Provenance:
Collection of Richard R. and Magdalena Ernst
Published:
David Jackson, A History of Tibetan Painting, Wien, 1996, p. 187, pl. 27
The blue, buffalo-headed Yamantaka is ithyphallic and without consort in his Ekavira Vajrabhairava manifestation, with nine faces, sixteen legs, and thirty-four arms, and holding a flayed elephant skin cape at his back and a panoply of ritual implements.

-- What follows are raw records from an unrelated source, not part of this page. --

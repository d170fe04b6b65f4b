//! Error types reported by the pool and by actor calls.

use thiserror::Error;

use crate::pool::Frequency;

/// Typed failures of pool operations.
///
/// None of these are fatal: the allocator reports them to the caller and
/// keeps serving.
#[derive(Error, Debug, Clone, PartialEq, Eq)]
pub enum PoolError {
    /// Every frequency is currently assigned
    #[error("no frequency available")]
    NoResource,

    /// Release of a frequency the caller does not hold
    #[error("frequency {0} is not allocated to the caller")]
    NotAllocated(Frequency),

    /// The configured universe lists a frequency twice
    #[error("frequency {0} listed more than once")]
    DuplicateFrequency(Frequency),
}

/// Failure to complete a call against another actor.
#[derive(Error, Debug, Clone, PartialEq, Eq)]
pub enum CallError {
    /// The well-known name did not resolve, or the callee dropped the request
    #[error("{name} is unreachable")]
    Unreachable { name: String },
}
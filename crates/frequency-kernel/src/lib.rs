//! Frequency Kernel: failure-aware allocation of a fixed frequency pool.
//!
//! A single allocator actor owns the pool. Clients reach it only through a
//! per-client adapter, and the allocator links to the adapter for every grant
//! so that frequencies held by a dead adapter are reclaimed without an
//! explicit release. A shutdown coordinator tears the whole arrangement down
//! in order.

pub mod actors;
pub mod config;
pub mod error;
pub mod messages;
pub mod pool;
pub mod shutdown;
pub mod system;

pub use actors::{Adapter, Allocator, Client, ALLOCATOR_NAME};
pub use config::{ClientConfig, FrequencyConfig, PoolConfig, ShutdownConfig};
pub use error::{CallError, PoolError};
pub use messages::{AdapterOutcome, AllocateReply, ClientReport, ClientStats, DeallocateReply};
pub use pool::{Frequency, FrequencyPool, PoolSnapshot};
pub use shutdown::{AllocatorShutdown, ShutdownCoordinator, ShutdownReport};
pub use system::{ActorRef, ExitReason, Role, Spawned, System};
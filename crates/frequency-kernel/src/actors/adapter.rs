//! Adapter: per-client relay between a client and the allocator.
//!
//! Intents from the client become calls against whatever the well-known
//! allocator name resolves to at that moment; answers go back to the client
//! as [`AdapterReply`] messages tagged with this adapter's identity. The
//! allocator links to the adapter (not to the client) when it grants a
//! frequency, so the adapter is what gets reclaimed when the client side
//! dies.
//!
//! If the name does not resolve or the allocator drops the request, the
//! client gets `Unreachable` and the adapter terminates with
//! `AddressingFailure`. Nothing outside the adapter is affected.

use acton_reactive::prelude::*;
use tracing::{debug, info, warn};

use crate::actors::allocator::{self, ALLOCATOR_NAME};
use crate::messages::{
    AdapterOutcome, AdapterReply, AllocateIntent, DeallocateIntent, TerminationNotice,
};
use crate::system::{ActorRef, ExitReason, Role, Spawned, System};

/// Actor state for an adapter.
#[derive(Default, Clone)]
pub struct AdapterState {
    id: ActorRef,
    client: Option<ActorHandle>,
    system: System,
}

impl std::fmt::Debug for AdapterState {
    fn fmt(&self, f: &mut std::fmt::Formatter<'_>) -> std::fmt::Result {
        f.debug_struct("AdapterState")
            .field("id", &self.id)
            .field("client", &self.client.is_some())
            .finish()
    }
}

/// Relay actor owned by one client.
pub struct Adapter {
    client: ActorHandle,
    system: System,
}

impl Adapter {
    pub fn new(client: ActorHandle, system: System) -> Self {
        Self { client, system }
    }

    pub async fn spawn(self, runtime: &mut ActorRuntime) -> Spawned {
        let id = ActorRef::new(Role::Adapter);
        let mut actor = runtime.new_actor_with_name::<AdapterState>(id.to_string());

        actor.model.id = id.clone();
        actor.model.client = Some(self.client);
        actor.model.system = self.system.clone();

        configure_adapter(&mut actor);

        let handle = actor.start().await;
        self.system.register(id.clone(), handle.clone(), Role::Adapter);
        debug!(adapter = %id, "Adapter started");

        Spawned { id, handle }
    }
}

/// Relay the outcome to the client; on an addressing failure, take the
/// adapter down afterwards.
async fn forward(
    client: Option<ActorHandle>,
    system: System,
    id: ActorRef,
    outcome: AdapterOutcome,
) {
    match client {
        Some(client) => {
            client
                .send(AdapterReply {
                    adapter: id.clone(),
                    outcome,
                })
                .await;
        }
        None => warn!(adapter = %id, "Adapter has no client to answer"),
    }

    if outcome == AdapterOutcome::Unreachable {
        warn!(adapter = %id, "Allocator unreachable, adapter terminating");
        system.terminate_detached(id, ExitReason::AddressingFailure);
    }
}

fn configure_adapter(actor: &mut ManagedActor<Idle, AdapterState>) {
    // act_on: a pending call never blocks the mailbox
    actor.act_on::<AllocateIntent>(|actor, context| {
        let msg = context.message().clone();
        let id = actor.model.id.clone();
        let client = actor.model.client.clone();
        let system = actor.model.system.clone();

        Reply::pending(async move {
            debug!(adapter = %id, client = %msg.client, "Relaying allocate");
            let outcome = match system.whereis(ALLOCATOR_NAME) {
                Some(handle) => allocator::allocate(&handle, id.clone())
                    .await
                    .map(AdapterOutcome::from)
                    .unwrap_or(AdapterOutcome::Unreachable),
                None => AdapterOutcome::Unreachable,
            };
            forward(client, system, id, outcome).await;
        })
    });

    actor.act_on::<DeallocateIntent>(|actor, context| {
        let msg = context.message().clone();
        let id = actor.model.id.clone();
        let client = actor.model.client.clone();
        let system = actor.model.system.clone();

        Reply::pending(async move {
            debug!(
                adapter = %id,
                client = %msg.client,
                frequency = msg.frequency,
                "Relaying deallocate"
            );
            let outcome = match system.whereis(ALLOCATOR_NAME) {
                Some(handle) => allocator::deallocate(&handle, msg.frequency, id.clone())
                    .await
                    .map(AdapterOutcome::from)
                    .unwrap_or(AdapterOutcome::Unreachable),
                None => AdapterOutcome::Unreachable,
            };
            forward(client, system, id, outcome).await;
        })
    });

    // Linked allocator went away. A normal stop leaves the adapter running.
    actor.act_on::<TerminationNotice>(|actor, context| {
        let msg = context.message().clone();
        let id = actor.model.id.clone();

        if msg.reason.is_normal() {
            debug!(adapter = %id, dead = %msg.dead, "Linked peer stopped normally");
        } else {
            info!(
                adapter = %id,
                dead = %msg.dead,
                reason = ?msg.reason,
                "Linked peer died, adapter terminating"
            );
            actor
                .model
                .system
                .terminate_detached(id, ExitReason::Killed);
        }
        Reply::ready()
    });
}
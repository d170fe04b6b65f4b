//! Actor identities, the well-known name registry and the link table.
//!
//! acton-reactive has no notion of links, so the [`System`] keeps an explicit
//! supervision table next to the runtime:
//!
//! ```text
//! live:  ActorRef -> (ActorHandle, Role)
//! names: "frequency" -> ActorRef
//! links: ActorRef -> {ActorRef}        (always symmetric)
//! ```
//!
//! Every termination goes through [`System::terminate`], which stops the
//! actor, forgets its name, tears down its links and delivers a
//! [`TerminationNotice`] to each former peer.

use std::collections::HashSet;
use std::fmt;
use std::sync::Arc;

use acton_reactive::prelude::*;
use dashmap::DashMap;
use serde::{Deserialize, Serialize};
use tracing::{debug, info, warn};
use uuid::Uuid;

use crate::messages::TerminationNotice;

/// What part an actor plays in the protocol.
#[derive(Debug, Clone, Copy, PartialEq, Eq, Hash, Serialize, Deserialize)]
pub enum Role {
    Allocator,
    Adapter,
    Client,
    Coordinator,
}

impl Role {
    pub fn as_str(&self) -> &'static str {
        match self {
            Role::Allocator => "allocator",
            Role::Adapter => "adapter",
            Role::Client => "client",
            Role::Coordinator => "coordinator",
        }
    }
}

/// Comparable identity of an actor.
///
/// Stays meaningful after the actor is gone, but only as a key: the live
/// handle has to be looked up through the [`System`].
#[derive(Debug, Clone, Default, PartialEq, Eq, Hash, PartialOrd, Ord, Serialize, Deserialize)]
pub struct ActorRef(String);

impl ActorRef {
    /// Fresh identity with a random suffix, e.g. `adapter:1f3a9c2e`.
    pub fn new(role: Role) -> Self {
        let suffix = Uuid::new_v4().simple().to_string();
        Self(format!("{}:{}", role.as_str(), &suffix[..8]))
    }

    /// Identity with a caller-chosen suffix.
    pub fn named(role: Role, name: &str) -> Self {
        Self(format!("{}:{}", role.as_str(), name))
    }

    pub fn as_str(&self) -> &str {
        &self.0
    }
}

impl fmt::Display for ActorRef {
    fn fmt(&self, f: &mut fmt::Formatter<'_>) -> fmt::Result {
        f.write_str(&self.0)
    }
}

/// Why an actor went away.
#[derive(Debug, Clone, Copy, PartialEq, Eq, Serialize, Deserialize)]
pub enum ExitReason {
    /// Orderly stop
    Normal,
    /// Forced termination
    Killed,
    /// Adapter could not reach the allocator
    AddressingFailure,
}

impl ExitReason {
    pub fn is_normal(&self) -> bool {
        matches!(self, ExitReason::Normal)
    }
}

/// Identity and handle of a spawned actor.
#[derive(Debug, Clone)]
pub struct Spawned {
    pub id: ActorRef,
    pub handle: ActorHandle,
}

#[derive(Clone)]
struct LiveActor {
    handle: ActorHandle,
    role: Role,
}

#[derive(Default)]
struct SystemInner {
    live: DashMap<ActorRef, LiveActor>,
    names: DashMap<String, ActorRef>,
    links: DashMap<ActorRef, HashSet<ActorRef>>,
}

/// Shared supervision table. Cloning shares the same table.
#[derive(Clone, Default)]
pub struct System {
    inner: Arc<SystemInner>,
}

impl fmt::Debug for System {
    fn fmt(&self, f: &mut fmt::Formatter<'_>) -> fmt::Result {
        f.debug_struct("System")
            .field("live", &self.inner.live.len())
            .field("names", &self.inner.names.len())
            .field("links", &self.inner.links.len())
            .finish()
    }
}

impl System {
    pub fn new() -> Self {
        Self::default()
    }

    /// Record a started actor as live.
    pub fn register(&self, id: ActorRef, handle: ActorHandle, role: Role) {
        debug!(actor = %id, role = role.as_str(), "registered");
        self.inner.live.insert(id, LiveActor { handle, role });
    }

    /// Bind a well-known name to a live actor.
    ///
    /// Returns `false` if the actor is not live or the name is already taken
    /// by a live actor.
    pub fn register_name(&self, name: &str, id: &ActorRef) -> bool {
        if !self.is_alive(id) {
            return false;
        }
        if let Some(current) = self.whereis_ref(name) {
            if self.is_alive(&current) {
                return false;
            }
        }
        self.inner.names.insert(name.to_string(), id.clone());
        true
    }

    /// Resolve a well-known name to a live handle. Absence is not an error.
    pub fn whereis(&self, name: &str) -> Option<ActorHandle> {
        let id = self.whereis_ref(name)?;
        self.handle_of(&id)
    }

    pub fn whereis_ref(&self, name: &str) -> Option<ActorRef> {
        self.inner.names.get(name).map(|entry| entry.value().clone())
    }

    pub fn handle_of(&self, id: &ActorRef) -> Option<ActorHandle> {
        self.inner.live.get(id).map(|entry| entry.handle.clone())
    }

    pub fn is_alive(&self, id: &ActorRef) -> bool {
        self.inner.live.contains_key(id)
    }

    /// Live actors playing `role`, sorted for stable output.
    pub fn live_with_role(&self, role: Role) -> Vec<ActorRef> {
        let mut ids: Vec<ActorRef> = self
            .inner
            .live
            .iter()
            .filter(|entry| entry.role == role)
            .map(|entry| entry.key().clone())
            .collect();
        ids.sort();
        ids
    }

    /// Establish a bidirectional link. Both parties must be live.
    pub fn link(&self, a: &ActorRef, b: &ActorRef) -> bool {
        if !self.is_alive(a) || !self.is_alive(b) {
            return false;
        }
        self.inner.links.entry(a.clone()).or_default().insert(b.clone());
        self.inner.links.entry(b.clone()).or_default().insert(a.clone());
        debug!(a = %a, b = %b, "linked");
        true
    }

    /// Remove the link between `a` and `b`, if any.
    pub fn unlink(&self, a: &ActorRef, b: &ActorRef) {
        self.drop_half_link(a, b);
        self.drop_half_link(b, a);
        debug!(a = %a, b = %b, "unlinked");
    }

    pub fn links_of(&self, id: &ActorRef) -> HashSet<ActorRef> {
        self.inner
            .links
            .get(id)
            .map(|entry| entry.value().clone())
            .unwrap_or_default()
    }

    fn drop_half_link(&self, from: &ActorRef, to: &ActorRef) {
        let now_empty = match self.inner.links.get_mut(from) {
            Some(mut peers) => {
                peers.remove(to);
                peers.is_empty()
            }
            None => false,
        };
        if now_empty {
            self.inner.links.remove_if(from, |_, peers| peers.is_empty());
        }
    }

    /// Terminate `id` and notify its linked peers.
    ///
    /// Returns `false` if the actor was not live. Must not be awaited from
    /// inside the terminating actor's own handler; spawn it instead.
    pub async fn terminate(&self, id: &ActorRef, reason: ExitReason) -> bool {
        let Some((_, actor)) = self.inner.live.remove(id) else {
            debug!(actor = %id, "terminate: not live");
            return false;
        };
        self.inner.names.retain(|_, owner| owner != id);

        if let Err(e) = actor.handle.stop().await {
            warn!(actor = %id, error = ?e, "actor did not stop cleanly");
        }

        let peers = self
            .inner
            .links
            .remove(id)
            .map(|(_, peers)| peers)
            .unwrap_or_default();

        info!(
            actor = %id,
            role = actor.role.as_str(),
            reason = ?reason,
            linked = peers.len(),
            "actor terminated"
        );

        for peer in peers {
            self.drop_half_link(&peer, id);
            let Some(handle) = self.handle_of(&peer) else {
                continue;
            };
            handle
                .send(TerminationNotice {
                    dead: id.clone(),
                    reason,
                })
                .await;
        }
        true
    }

    /// Fire-and-forget [`System::terminate`], for actors stopping themselves.
    pub fn terminate_detached(&self, id: ActorRef, reason: ExitReason) {
        let system = self.clone();
        tokio::spawn(async move {
            system.terminate(&id, reason).await;
        });
    }
}
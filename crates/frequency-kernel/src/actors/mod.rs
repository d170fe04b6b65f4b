//! Acton-reactive actors for the frequency allocation protocol.
//!
//! ```text
//! Client ──AllocateIntent/DeallocateIntent──► Adapter
//!   Adapter ──Allocate/Deallocate (ReplyTo)──► Allocator
//!   Adapter ◄─────────── reply ─────────────── Allocator
//! Client ◄──────AdapterReply(adapter id)────── Adapter
//! ```
//!
//! The allocator links to each adapter it grants a frequency to. When an
//! adapter is terminated (normally by its client stopping), the System
//! delivers a TerminationNotice and the allocator reclaims what the adapter
//! held. The client itself is never linked to the allocator.

pub mod allocator;
mod adapter;
mod client;

pub use adapter::{Adapter, AdapterState};
pub use allocator::{Allocator, AllocatorState, AllocatorStatus, ALLOCATOR_NAME};
pub use client::{Client, ClientState};
pub struct Config;

impl Config {
    pub fn api_base_url() -> String {
        // In development, Trunk serves the frontend and proxies /api/ to
        // the judge backend; in production nginx does the same. Relative
        // URLs work for both.
        "".to_string()
    }
}
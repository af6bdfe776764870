use crate::api::auth;
use log::error;
use shared::{SessionDto, UserDto};
use std::rc::Rc;
use wasm_bindgen_futures::spawn_local;
use yew::functional::use_reducer_eq;
use yew::prelude::*;

#[derive(Clone, Debug, Default)]
pub struct AuthState {
    pub session: Option<SessionDto>,
    pub loading: bool,
    pub error: Option<String>,
}

impl PartialEq for AuthState {
    fn eq(&self, other: &Self) -> bool {
        self.loading == other.loading
            && self.error == other.error
            && match (&self.session, &other.session) {
                (Some(a), Some(b)) => a == b,
                (None, None) => true,
                _ => false,
            }
    }
}

impl AuthState {
    pub fn viewer(&self) -> Option<&UserDto> {
        self.session.as_ref().and_then(|s| s.user.as_ref())
    }

    pub fn is_authenticated(&self) -> bool {
        self.viewer().is_some()
    }

    /// Anti-forgery token for the join form; empty until the session
    /// loads, which also keeps the form inert until then.
    pub fn csrf_token(&self) -> String {
        self.session
            .as_ref()
            .map(|s| s.csrf_token.clone())
            .unwrap_or_default()
    }
}

#[derive(Clone, Debug, PartialEq)]
pub enum AuthAction {
    SessionLoading,
    SessionLoaded(SessionDto),
    SessionError(String),
}

impl Reducible for AuthState {
    type Action = AuthAction;

    fn reduce(self: Rc<Self>, action: Self::Action) -> Rc<Self> {
        match action {
            AuthAction::SessionLoading => Rc::new(Self {
                loading: true,
                error: None,
                ..(*self).clone()
            }),
            AuthAction::SessionLoaded(session) => Rc::new(Self {
                session: Some(session),
                loading: false,
                error: None,
            }),
            AuthAction::SessionError(error) => Rc::new(Self {
                session: None,
                loading: false,
                error: Some(error),
            }),
        }
    }
}

#[derive(Properties, Clone, PartialEq)]
pub struct AuthProviderProps {
    #[prop_or_default]
    pub children: Children,
}

#[derive(Clone, PartialEq)]
pub struct AuthContext {
    pub state: AuthState,
    pub refresh: Callback<()>,
}

#[function_component(AuthProvider)]
pub fn auth_provider(props: &AuthProviderProps) -> Html {
    let auth = use_reducer_eq(AuthState::default);

    // Load the session once on mount
    {
        let auth = auth.clone();
        use_effect_with((), move |_| {
            let auth = auth.clone();
            spawn_local(async move {
                auth.dispatch(AuthAction::SessionLoading);
                match auth::get_session().await {
                    Ok(session) => auth.dispatch(AuthAction::SessionLoaded(session)),
                    Err(e) => {
                        error!("Failed to load session: {}", e);
                        auth.dispatch(AuthAction::SessionError(e));
                    }
                }
            });
        });
    }

    let refresh = {
        let auth = auth.clone();
        Callback::from(move |_: ()| {
            let auth = auth.clone();
            spawn_local(async move {
                match auth::get_session().await {
                    Ok(session) => auth.dispatch(AuthAction::SessionLoaded(session)),
                    Err(e) => {
                        error!("Failed to refresh session: {}", e);
                    }
                }
            });
        })
    };

    let context = AuthContext {
        state: (*auth).clone(),
        refresh,
    };

    html! {
        <ContextProvider<AuthContext> context={context}>
            {props.children.clone()}
        </ContextProvider<AuthContext>>
    }
}
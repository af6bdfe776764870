use lazy_static::lazy_static;
use regex::Regex;
use serde::{Deserialize, Serialize};
use validator::Validate;

lazy_static! {
    static ref USERNAME_REGEX: Regex = Regex::new(r"^[a-zA-Z0-9_]+$").unwrap();
}

/// The viewer as the contest hub sees them.
#[derive(Debug, Serialize, Deserialize, Validate, Clone, PartialEq)]
pub struct UserDto {
    pub id: String,
    #[validate(length(min = 1, max = 30, message = "Username is required"))]
    #[validate(regex = "USERNAME_REGEX")]
    pub username: String,
    /// Whether the viewer has staff privileges
    #[serde(default)]
    pub is_staff: bool,
}

/// The viewer's session, as returned by `GET /api/auth/session`.
///
/// `user` is `None` for anonymous viewers; the CSRF token is always
/// present because the join form needs one even before sign-in redirects.
#[derive(Debug, Serialize, Deserialize, Clone, PartialEq)]
pub struct SessionDto {
    pub user: Option<UserDto>,
    pub csrf_token: String,
}

impl SessionDto {
    pub fn is_authenticated(&self) -> bool {
        self.user.is_some()
    }
}
//! Golden-output tests for the past-contest table: sort indicators,
//! pagination window, and the empty state.

use anyhow::Result;
use frontend::components::contest::past_table::{PastContestsTable, PastContestsTableProps};
use pretty_assertions::assert_eq;
use shared::ContestPage;
use testing::fixtures::*;
use testing::{count_occurrences, render_component};
use yew::Callback;

fn table_props(page: ContestPage, sort_by: &str, sort_dir: &str) -> PastContestsTableProps {
    PastContestsTableProps {
        page,
        sort_by: sort_by.to_string(),
        sort_dir: sort_dir.to_string(),
        authenticated: true,
        csrf_token: "tok-123".to_string(),
        on_sort_change: Callback::noop(),
        on_page_change: Callback::noop(),
    }
}

fn many_contests(count: usize) -> Vec<shared::ContestDto> {
    (0..count)
        .map(|i| create_test_contest(&format!("round-{}", i), &format!("Round {}", i)))
        .collect()
}

#[tokio::test]
async fn headers_show_the_applied_sort_indicator() -> Result<()> {
    let page = create_page(many_contests(3), 3, 1, 20);
    let html = render_component::<PastContestsTable>(table_props(page, "start", "desc")).await;

    assert!(html.contains("Name"));
    assert!(html.contains("Start"));
    assert!(html.contains("Length"));
    assert!(html.contains("Users"));
    assert_eq!(count_occurrences(&html, "↓"), 1);
    assert_eq!(count_occurrences(&html, "↑"), 0);
    Ok(())
}

#[tokio::test]
async fn ascending_sort_flips_the_indicator() -> Result<()> {
    let page = create_page(many_contests(3), 3, 1, 20);
    let html = render_component::<PastContestsTable>(table_props(page, "name", "asc")).await;

    assert_eq!(count_occurrences(&html, "↑"), 1);
    assert_eq!(count_occurrences(&html, "↓"), 0);
    Ok(())
}

#[tokio::test]
async fn single_page_hides_pagination() -> Result<()> {
    let page = create_page(many_contests(5), 5, 1, 20);
    let html = render_component::<PastContestsTable>(table_props(page, "start", "desc")).await;

    assert!(!html.contains("Previous"));
    assert!(!html.contains("Next"));
    Ok(())
}

#[tokio::test]
async fn middle_page_renders_its_window() -> Result<()> {
    // Page 5 of 10: window is pages 3 through 7, nothing disabled
    let page = create_page(many_contests(20), 200, 5, 20);
    let html = render_component::<PastContestsTable>(table_props(page, "start", "desc")).await;

    assert!(html.contains("Showing "));
    assert!(html.contains(">81<"));
    assert!(html.contains(">100<"));
    for page_num in 3..=7 {
        assert!(
            html.contains(&format!(">{}<", page_num)),
            "page {} missing",
            page_num
        );
    }
    assert!(!html.contains(">2<"));
    assert!(!html.contains(">8<"));
    assert!(!html.contains("disabled"));
    Ok(())
}

#[tokio::test]
async fn first_page_disables_previous() -> Result<()> {
    let page = create_page(many_contests(20), 200, 1, 20);
    let html = render_component::<PastContestsTable>(table_props(page, "start", "desc")).await;

    assert!(html.contains("Previous"));
    assert!(html.contains("disabled"));
    Ok(())
}

#[tokio::test]
async fn rows_carry_virtual_join_and_facts() -> Result<()> {
    let page = create_page(vec![create_past_contest()], 1, 1, 20);
    let html = render_component::<PastContestsTable>(table_props(page, "start", "desc")).await;

    assert!(html.contains("Autumn Open 2023"));
    assert!(html.contains("href=\"/contest/autumn-open-2023\""));
    assert!(html.contains("20/01/2024 17:00"));
    assert!(html.contains("3:00"));
    assert!(html.contains(">1987<"));
    assert!(html.contains(">Virtual join<"));
    assert!(html.contains("action=\"/contest/autumn-open-2023/join\""));
    Ok(())
}

#[tokio::test]
async fn empty_page_renders_the_empty_state() -> Result<()> {
    let html =
        render_component::<PastContestsTable>(table_props(create_empty_page(), "start", "desc"))
            .await;

    assert!(html.contains("No Contests Found"));
    assert!(!html.contains("<table"));
    Ok(())
}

He is adorned with human skulls and bone jewelry, snakes, and a garland of severed heads, and he stands in pratyalidha trampling naked humans, fierce animals, and angry birds, with Brahmanical deities lying prone on a lotus pedestal resting on mountainous landscape and an aureole of flames behind representing pristine awareness.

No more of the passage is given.